All lines in the records below that hold "JsonlHistoryStore" are to be shown.
*** SUPPLIED INFORMATION Section Begins ***
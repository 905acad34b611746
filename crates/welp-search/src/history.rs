//! Per-identity search history: append-only storage with subscriptions, and
//! the capped recent-searches list fed from a subscription.

use std::collections::{HashMap, VecDeque};
use std::future::Future;
use std::path::{Path, PathBuf};
use std::sync::{Mutex, PoisonError};

use tokio::io::AsyncWriteExt;
use tokio::sync::broadcast;
use welp_core::HistoryEntry;

use crate::error::HistoryError;

/// Most entries the recent-searches list shows.
pub const RECENT_SEARCH_CAP: usize = 10;

const LIVE_CAPACITY: usize = 64;

/// Append-only history keyed by an opaque per-identity key.
pub trait HistoryStore {
    fn push(
        &self,
        owner_key: &str,
        entry: HistoryEntry,
    ) -> impl Future<Output = Result<(), HistoryError>> + Send;

    /// Existing entries in insertion order, followed by anything pushed
    /// after the call.
    fn subscribe(
        &self,
        owner_key: &str,
    ) -> impl Future<Output = Result<HistorySubscription, HistoryError>> + Send;
}

pub struct HistorySubscription {
    backlog: VecDeque<HistoryEntry>,
    live: broadcast::Receiver<HistoryEntry>,
}

impl HistorySubscription {
    fn new(backlog: Vec<HistoryEntry>, live: broadcast::Receiver<HistoryEntry>) -> Self {
        Self {
            backlog: backlog.into(),
            live,
        }
    }

    /// Waits for the next entry. `None` once the store is gone.
    pub async fn next(&mut self) -> Option<HistoryEntry> {
        if let Some(entry) = self.backlog.pop_front() {
            return Some(entry);
        }
        loop {
            match self.live.recv().await {
                Ok(entry) => return Some(entry),
                Err(broadcast::error::RecvError::Lagged(skipped)) => {
                    tracing::warn!(skipped, "history subscriber lagged");
                }
                Err(broadcast::error::RecvError::Closed) => return None,
            }
        }
    }

    /// Next entry if one is available without waiting.
    pub fn try_next(&mut self) -> Option<HistoryEntry> {
        if let Some(entry) = self.backlog.pop_front() {
            return Some(entry);
        }
        loop {
            match self.live.try_recv() {
                Ok(entry) => return Some(entry),
                Err(broadcast::error::TryRecvError::Lagged(skipped)) => {
                    tracing::warn!(skipped, "history subscriber lagged");
                }
                Err(
                    broadcast::error::TryRecvError::Empty | broadcast::error::TryRecvError::Closed,
                ) => return None,
            }
        }
    }
}

struct Channel {
    entries: Vec<HistoryEntry>,
    live: broadcast::Sender<HistoryEntry>,
}

impl Channel {
    fn new() -> Self {
        let (live, _) = broadcast::channel(LIVE_CAPACITY);
        Self {
            entries: Vec::new(),
            live,
        }
    }
}

/// History held in process memory; lost on exit.
#[derive(Default)]
pub struct MemoryHistoryStore {
    channels: Mutex<HashMap<String, Channel>>,
}

impl MemoryHistoryStore {
    #[must_use]
    pub fn new() -> Self {
        Self::default()
    }

    /// Number of entries stored for `owner_key`.
    #[must_use]
    pub fn len(&self, owner_key: &str) -> usize {
        let channels = self.channels.lock().unwrap_or_else(PoisonError::into_inner);
        channels.get(owner_key).map_or(0, |c| c.entries.len())
    }
}

impl HistoryStore for MemoryHistoryStore {
    async fn push(&self, owner_key: &str, entry: HistoryEntry) -> Result<(), HistoryError> {
        check_owner_key(owner_key)?;
        let mut channels = self.channels.lock().unwrap_or_else(PoisonError::into_inner);
        let channel = channels
            .entry(owner_key.to_string())
            .or_insert_with(Channel::new);
        channel.entries.push(entry.clone());
        // No subscribers is not an error.
        let _ = channel.live.send(entry);
        Ok(())
    }

    async fn subscribe(&self, owner_key: &str) -> Result<HistorySubscription, HistoryError> {
        check_owner_key(owner_key)?;
        let mut channels = self.channels.lock().unwrap_or_else(PoisonError::into_inner);
        let channel = channels
            .entry(owner_key.to_string())
            .or_insert_with(Channel::new);
        Ok(HistorySubscription::new(
            channel.entries.clone(),
            channel.live.subscribe(),
        ))
    }
}

/// History stored as one JSON Lines file per owner under a root directory.
pub struct JsonlHistoryStore {
    root: PathBuf,
    // Held across file I/O so a subscriber never misses or repeats an entry
    // appended while its backlog is being read.
    live: tokio::sync::Mutex<HashMap<String, broadcast::Sender<HistoryEntry>>>,
}

impl JsonlHistoryStore {
    pub fn new(root: impl Into<PathBuf>) -> Self {
        Self {
            root: root.into(),
            live: tokio::sync::Mutex::new(HashMap::new()),
        }
    }

    #[must_use]
    pub fn root(&self) -> &Path {
        &self.root
    }

    fn path_for(&self, owner_key: &str) -> PathBuf {
        self.root.join(format!("{owner_key}.jsonl"))
    }

    async fn read_entries(path: &Path) -> Result<Vec<HistoryEntry>, HistoryError> {
        let contents = match tokio::fs::read_to_string(path).await {
            Ok(contents) => contents,
            Err(e) if e.kind() == std::io::ErrorKind::NotFound => return Ok(Vec::new()),
            Err(e) => return Err(e.into()),
        };

        let mut entries = Vec::new();
        for (line_no, line) in contents.lines().enumerate() {
            if line.trim().is_empty() {
                continue;
            }
            match serde_json::from_str::<HistoryEntry>(line) {
                Ok(entry) => entries.push(entry),
                Err(e) => tracing::warn!(
                    path = %path.display(),
                    line = line_no + 1,
                    error = %e,
                    "skipping malformed history line"
                ),
            }
        }
        Ok(entries)
    }
}

impl HistoryStore for JsonlHistoryStore {
    async fn push(&self, owner_key: &str, entry: HistoryEntry) -> Result<(), HistoryError> {
        check_owner_key(owner_key)?;
        let mut line = serde_json::to_string(&entry)?;
        line.push('\n');

        let live = self.live.lock().await;
        tokio::fs::create_dir_all(&self.root).await?;
        let path = self.path_for(owner_key);
        let mut file = tokio::fs::OpenOptions::new()
            .create(true)
            .append(true)
            .open(&path)
            .await?;
        file.write_all(line.as_bytes()).await?;
        file.flush().await?;

        tracing::debug!(path = %path.display(), id = %entry.id, "appended history entry");
        if let Some(sender) = live.get(owner_key) {
            let _ = sender.send(entry);
        }
        Ok(())
    }

    async fn subscribe(&self, owner_key: &str) -> Result<HistorySubscription, HistoryError> {
        check_owner_key(owner_key)?;
        let mut live = self.live.lock().await;
        let backlog = Self::read_entries(&self.path_for(owner_key)).await?;
        let receiver = live
            .entry(owner_key.to_string())
            .or_insert_with(|| broadcast::channel(LIVE_CAPACITY).0)
            .subscribe();
        Ok(HistorySubscription::new(backlog, receiver))
    }
}

/// Owner keys become file names, so only a conservative alphabet is allowed.
fn check_owner_key(owner_key: &str) -> Result<(), HistoryError> {
    let valid = !owner_key.is_empty()
        && owner_key
            .chars()
            .all(|c| c.is_ascii_alphanumeric() || c == '-' || c == '_');
    if valid {
        Ok(())
    } else {
        Err(HistoryError::InvalidOwnerKey(owner_key.to_string()))
    }
}

/// The recent-searches list shown to a signed-in user.
///
/// Keeps the first [`RECENT_SEARCH_CAP`] entries it is offered; later ones
/// are ignored.
#[derive(Debug, Clone, Default)]
pub struct RecentSearches {
    entries: Vec<HistoryEntry>,
}

impl RecentSearches {
    #[must_use]
    pub fn new() -> Self {
        Self::default()
    }

    /// Returns whether the entry was kept.
    pub fn offer(&mut self, entry: HistoryEntry) -> bool {
        if self.entries.len() >= RECENT_SEARCH_CAP {
            tracing::trace!(id = %entry.id, "recent searches full, ignoring entry");
            return false;
        }
        self.entries.push(entry);
        true
    }

    /// Pulls everything `subscription` has ready. Returns how many were kept.
    pub fn drain(&mut self, subscription: &mut HistorySubscription) -> usize {
        let mut kept = 0;
        while let Some(entry) = subscription.try_next() {
            if self.offer(entry) {
                kept += 1;
            }
        }
        kept
    }

    #[must_use]
    pub fn entries(&self) -> &[HistoryEntry] {
        &self.entries
    }

    #[must_use]
    pub fn get(&self, index: usize) -> Option<&HistoryEntry> {
        self.entries.get(index)
    }

    #[must_use]
    pub fn label(&self, index: usize) -> Option<String> {
        self.entries.get(index).map(HistoryEntry::label)
    }

    #[must_use]
    pub fn labels(&self) -> Vec<String> {
        self.entries.iter().map(HistoryEntry::label).collect()
    }

    #[must_use]
    pub fn len(&self) -> usize {
        self.entries.len()
    }

    #[must_use]
    pub fn is_empty(&self) -> bool {
        self.entries.is_empty()
    }
}

#[cfg(test)]
#[path = "history_test.rs"]
mod tests;
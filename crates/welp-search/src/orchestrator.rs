//! End-to-end search: resolve location, query the directory, filter, record
//! history and render.

use chrono::Utc;
use rust_decimal::Decimal;
use welp_core::{HistoryEntry, RestaurantCandidate, SearchRequest, DEFAULT_MIN_BUDGET};

use crate::error::SearchError;
use crate::filter::{filter_candidates, ResultSet};
use crate::history::HistoryStore;
use crate::providers::{DeviceLocator, Geocoder, PlaceDirectory};
use crate::resolver::{LocationResolver, Resolution};
use crate::session::{SearchSession, SearchTicket};
use crate::view::ViewSurface;

/// Whether a search came from the form or from the recent-searches list.
#[derive(Debug, Clone, Copy, PartialEq, Eq)]
pub enum SearchOrigin {
    Submitted,
    Replay,
}

/// A search that has finished its network work but is not yet on screen.
#[derive(Debug, Clone)]
pub struct CompletedSearch {
    pub ticket: SearchTicket,
    pub request: SearchRequest,
    pub origin: SearchOrigin,
    pub resolution: Resolution,
    pub results: ResultSet,
}

/// Summary of a search that was rendered.
#[derive(Debug, Clone, PartialEq)]
pub struct SearchOutcome {
    pub generation: u64,
    pub resolution: Resolution,
    pub result_count: usize,
    pub history_written: bool,
}

pub struct SearchOrchestrator<L, G, D, H> {
    resolver: LocationResolver<L, G>,
    directory: D,
    history: H,
    min_budget: Decimal,
}

impl<L, G, D, H> SearchOrchestrator<L, G, D, H>
where
    L: DeviceLocator,
    G: Geocoder,
    D: PlaceDirectory,
    H: HistoryStore,
{
    pub fn new(resolver: LocationResolver<L, G>, directory: D, history: H) -> Self {
        Self {
            resolver,
            directory,
            history,
            min_budget: DEFAULT_MIN_BUDGET,
        }
    }

    #[must_use]
    pub fn with_min_budget(mut self, min_budget: Decimal) -> Self {
        self.min_budget = min_budget;
        self
    }

    pub fn history(&self) -> &H {
        &self.history
    }

    /// Validates raw form input and runs it as a submitted search.
    ///
    /// # Errors
    ///
    /// [`SearchError::Invalid`] without touching the network, or any error
    /// from [`Self::run_search`].
    pub async fn submit<V: ViewSurface>(
        &self,
        session: &mut SearchSession<V>,
        budget: &str,
        city_name: &str,
        postal_code: &str,
    ) -> Result<SearchOutcome, SearchError> {
        let request = SearchRequest::parse(budget, city_name, postal_code, self.min_budget)
            .inspect_err(|e| tracing::info!(error = %e, "rejected search input"))?;
        self.run_search(session, &request, SearchOrigin::Submitted)
            .await
    }

    /// Runs a past search again. Replays never write history.
    ///
    /// # Errors
    ///
    /// Any error from [`Self::run_search`].
    pub async fn replay<V: ViewSurface>(
        &self,
        session: &mut SearchSession<V>,
        entry: &HistoryEntry,
    ) -> Result<SearchOutcome, SearchError> {
        tracing::info!(id = %entry.id, label = %entry.label(), "replaying search");
        self.run_search(session, &entry.request(), SearchOrigin::Replay)
            .await
    }

    /// Runs one search to a rendered view or an error.
    ///
    /// On error the previous results stay on screen.
    ///
    /// # Errors
    ///
    /// [`SearchError::CityNotFound`] or [`SearchError::Directory`] when no
    /// listing could be fetched.
    pub async fn run_search<V: ViewSurface>(
        &self,
        session: &mut SearchSession<V>,
        request: &SearchRequest,
        origin: SearchOrigin,
    ) -> Result<SearchOutcome, SearchError> {
        let ticket = session.begin();
        match self.execute(ticket, request, origin).await {
            Ok(completed) => self.settle(session, completed).await,
            Err(e) => {
                tracing::warn!(
                    generation = ticket.generation(),
                    city = request.city_name(),
                    error = %e,
                    "search failed"
                );
                session.abandon(ticket);
                Err(e)
            }
        }
    }

    /// Resolves, queries and filters. Touches no session state.
    ///
    /// # Errors
    ///
    /// [`SearchError::CityNotFound`] or [`SearchError::Directory`].
    pub async fn execute(
        &self,
        ticket: SearchTicket,
        request: &SearchRequest,
        origin: SearchOrigin,
    ) -> Result<CompletedSearch, SearchError> {
        let resolution = self
            .resolver
            .resolve(request.postal_code(), request.city_name())
            .await;

        let candidates = match resolution.coordinate() {
            Some(at) => match self.directory.search_near(at).await {
                Ok(candidates) => candidates,
                Err(e) => {
                    tracing::warn!(
                        coordinate = %at,
                        error = %e,
                        "coordinate search failed, searching by city name"
                    );
                    self.search_by_city(request.city_name()).await?
                }
            },
            None => self.search_by_city(request.city_name()).await?,
        };

        let results = filter_candidates(&candidates, request.budget_per_person());
        tracing::info!(
            generation = ticket.generation(),
            source = resolution.source(),
            candidates = candidates.len(),
            accepted = results.len(),
            budget = %request.budget_per_person(),
            "search completed"
        );

        Ok(CompletedSearch {
            ticket,
            request: request.clone(),
            origin,
            resolution,
            results,
        })
    }

    /// Records history and renders, unless a newer search has started.
    ///
    /// # Errors
    ///
    /// [`SearchError::Superseded`] if `completed` is stale; nothing is
    /// written or rendered in that case.
    pub async fn settle<V: ViewSurface>(
        &self,
        session: &mut SearchSession<V>,
        completed: CompletedSearch,
    ) -> Result<SearchOutcome, SearchError> {
        let CompletedSearch {
            ticket,
            request,
            origin,
            resolution,
            results,
        } = completed;

        if !session.is_current(ticket) {
            tracing::debug!(
                generation = ticket.generation(),
                current = session.current_generation(),
                "discarding stale search"
            );
            return Err(SearchError::Superseded {
                generation: ticket.generation(),
                current: session.current_generation(),
            });
        }

        let mut history_written = false;
        if origin == SearchOrigin::Submitted {
            if let Some(identity) = session.identity().cloned() {
                let entry = HistoryEntry::record(&request, &identity.email, Utc::now());
                match self.history.push(&identity.uid, entry).await {
                    Ok(()) => history_written = true,
                    Err(e) => {
                        tracing::warn!(email = %identity.email, error = %e, "failed to record search history");
                    }
                }
            }
        }

        let result_count = results.len();
        session.install(ticket, results, resolution.coordinate());

        Ok(SearchOutcome {
            generation: ticket.generation(),
            resolution,
            result_count,
            history_written,
        })
    }

    async fn search_by_city(&self, city_name: &str) -> Result<Vec<RestaurantCandidate>, SearchError> {
        let Some(city) = self.directory.find_city(city_name).await? else {
            return Err(SearchError::CityNotFound(city_name.to_string()));
        };
        tracing::debug!(city = city_name, %city, "resolved city identifier");
        Ok(self.directory.search_city(city).await?)
    }
}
*** SUPPLIED INFORMATION Section Ends ***
• **THE ANSWER**:
pub struct JsonlHistoryStore {
impl JsonlHistoryStore {
impl HistoryStore for JsonlHistoryStore {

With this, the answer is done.